▸ **Directions for this task**:
When a line in the records contains the string "Result", copy that line.
:::::
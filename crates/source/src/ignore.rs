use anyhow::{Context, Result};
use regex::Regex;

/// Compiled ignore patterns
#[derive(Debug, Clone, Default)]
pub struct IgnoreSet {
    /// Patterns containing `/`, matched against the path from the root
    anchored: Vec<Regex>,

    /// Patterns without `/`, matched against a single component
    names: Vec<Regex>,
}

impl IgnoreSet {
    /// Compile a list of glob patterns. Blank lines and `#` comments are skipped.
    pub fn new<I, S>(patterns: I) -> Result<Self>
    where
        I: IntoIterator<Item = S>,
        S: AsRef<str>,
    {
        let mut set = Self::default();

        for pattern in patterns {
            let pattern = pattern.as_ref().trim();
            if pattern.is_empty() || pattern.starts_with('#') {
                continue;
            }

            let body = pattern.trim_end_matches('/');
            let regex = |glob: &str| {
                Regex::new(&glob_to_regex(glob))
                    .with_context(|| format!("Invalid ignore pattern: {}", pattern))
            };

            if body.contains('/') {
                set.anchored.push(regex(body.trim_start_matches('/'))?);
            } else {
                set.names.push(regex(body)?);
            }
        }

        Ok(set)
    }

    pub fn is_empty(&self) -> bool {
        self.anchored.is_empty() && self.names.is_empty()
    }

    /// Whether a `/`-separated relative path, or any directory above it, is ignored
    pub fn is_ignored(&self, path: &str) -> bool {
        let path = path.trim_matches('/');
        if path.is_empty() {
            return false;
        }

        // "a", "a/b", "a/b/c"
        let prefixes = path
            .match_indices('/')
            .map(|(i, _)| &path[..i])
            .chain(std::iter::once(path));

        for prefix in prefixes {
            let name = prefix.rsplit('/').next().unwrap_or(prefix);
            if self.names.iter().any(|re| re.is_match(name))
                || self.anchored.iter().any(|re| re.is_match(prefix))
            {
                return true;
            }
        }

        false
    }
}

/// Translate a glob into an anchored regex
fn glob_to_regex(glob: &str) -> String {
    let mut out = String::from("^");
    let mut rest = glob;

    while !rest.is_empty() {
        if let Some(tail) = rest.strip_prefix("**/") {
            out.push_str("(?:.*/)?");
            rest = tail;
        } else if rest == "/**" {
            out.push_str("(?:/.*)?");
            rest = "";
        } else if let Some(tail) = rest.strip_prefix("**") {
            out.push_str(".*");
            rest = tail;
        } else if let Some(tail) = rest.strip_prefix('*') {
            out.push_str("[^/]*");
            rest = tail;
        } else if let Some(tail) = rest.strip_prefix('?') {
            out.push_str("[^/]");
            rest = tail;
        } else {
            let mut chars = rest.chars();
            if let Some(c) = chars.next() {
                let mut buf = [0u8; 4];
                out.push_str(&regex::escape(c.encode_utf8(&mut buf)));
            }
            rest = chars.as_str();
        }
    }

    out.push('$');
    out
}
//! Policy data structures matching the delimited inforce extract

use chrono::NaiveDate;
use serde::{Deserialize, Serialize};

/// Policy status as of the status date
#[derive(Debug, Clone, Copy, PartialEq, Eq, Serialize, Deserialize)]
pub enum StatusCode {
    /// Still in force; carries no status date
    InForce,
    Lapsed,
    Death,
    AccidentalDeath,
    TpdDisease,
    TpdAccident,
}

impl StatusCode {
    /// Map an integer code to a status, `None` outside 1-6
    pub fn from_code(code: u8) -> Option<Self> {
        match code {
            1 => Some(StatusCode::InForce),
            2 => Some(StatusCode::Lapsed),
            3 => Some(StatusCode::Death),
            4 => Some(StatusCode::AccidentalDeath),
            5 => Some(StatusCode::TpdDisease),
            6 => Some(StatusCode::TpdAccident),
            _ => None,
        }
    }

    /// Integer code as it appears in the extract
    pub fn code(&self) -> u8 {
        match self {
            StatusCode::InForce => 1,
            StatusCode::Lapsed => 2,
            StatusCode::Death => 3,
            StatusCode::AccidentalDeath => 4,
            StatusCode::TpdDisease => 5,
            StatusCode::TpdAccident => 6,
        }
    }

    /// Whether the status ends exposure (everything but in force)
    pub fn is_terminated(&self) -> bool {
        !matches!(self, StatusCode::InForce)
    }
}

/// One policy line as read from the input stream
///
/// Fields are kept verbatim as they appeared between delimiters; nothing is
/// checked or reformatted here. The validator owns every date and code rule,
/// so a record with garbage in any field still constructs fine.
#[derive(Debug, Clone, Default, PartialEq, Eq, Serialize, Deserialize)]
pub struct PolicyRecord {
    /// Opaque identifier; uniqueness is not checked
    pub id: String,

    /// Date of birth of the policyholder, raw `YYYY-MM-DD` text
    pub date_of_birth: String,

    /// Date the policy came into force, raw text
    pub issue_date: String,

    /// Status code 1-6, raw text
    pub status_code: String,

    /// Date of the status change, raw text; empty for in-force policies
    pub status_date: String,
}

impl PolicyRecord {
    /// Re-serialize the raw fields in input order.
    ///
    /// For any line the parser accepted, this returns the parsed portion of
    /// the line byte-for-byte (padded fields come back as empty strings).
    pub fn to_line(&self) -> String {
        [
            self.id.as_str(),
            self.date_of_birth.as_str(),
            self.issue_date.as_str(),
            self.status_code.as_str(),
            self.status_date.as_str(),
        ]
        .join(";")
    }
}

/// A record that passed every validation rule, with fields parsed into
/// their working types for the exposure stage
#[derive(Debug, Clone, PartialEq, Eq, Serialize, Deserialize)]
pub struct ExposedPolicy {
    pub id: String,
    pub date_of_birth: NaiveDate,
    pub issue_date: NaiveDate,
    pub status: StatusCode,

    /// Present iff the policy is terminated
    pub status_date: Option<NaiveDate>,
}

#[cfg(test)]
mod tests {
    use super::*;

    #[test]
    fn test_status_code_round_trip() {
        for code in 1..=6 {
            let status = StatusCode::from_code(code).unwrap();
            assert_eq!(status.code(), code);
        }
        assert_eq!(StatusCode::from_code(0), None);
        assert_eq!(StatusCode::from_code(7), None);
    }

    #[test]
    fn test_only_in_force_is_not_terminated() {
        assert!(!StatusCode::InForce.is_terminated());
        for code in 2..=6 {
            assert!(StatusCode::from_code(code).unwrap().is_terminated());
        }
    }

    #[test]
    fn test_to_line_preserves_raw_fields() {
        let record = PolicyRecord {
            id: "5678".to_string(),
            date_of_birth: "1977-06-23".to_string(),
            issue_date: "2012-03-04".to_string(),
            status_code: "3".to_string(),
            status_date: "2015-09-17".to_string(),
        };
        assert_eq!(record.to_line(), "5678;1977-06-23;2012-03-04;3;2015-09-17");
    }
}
:::::
▸ **Solution for this task**:
use anyhow::{Context, Result};
    pub fn new<I, S>(patterns: I) -> Result<Self>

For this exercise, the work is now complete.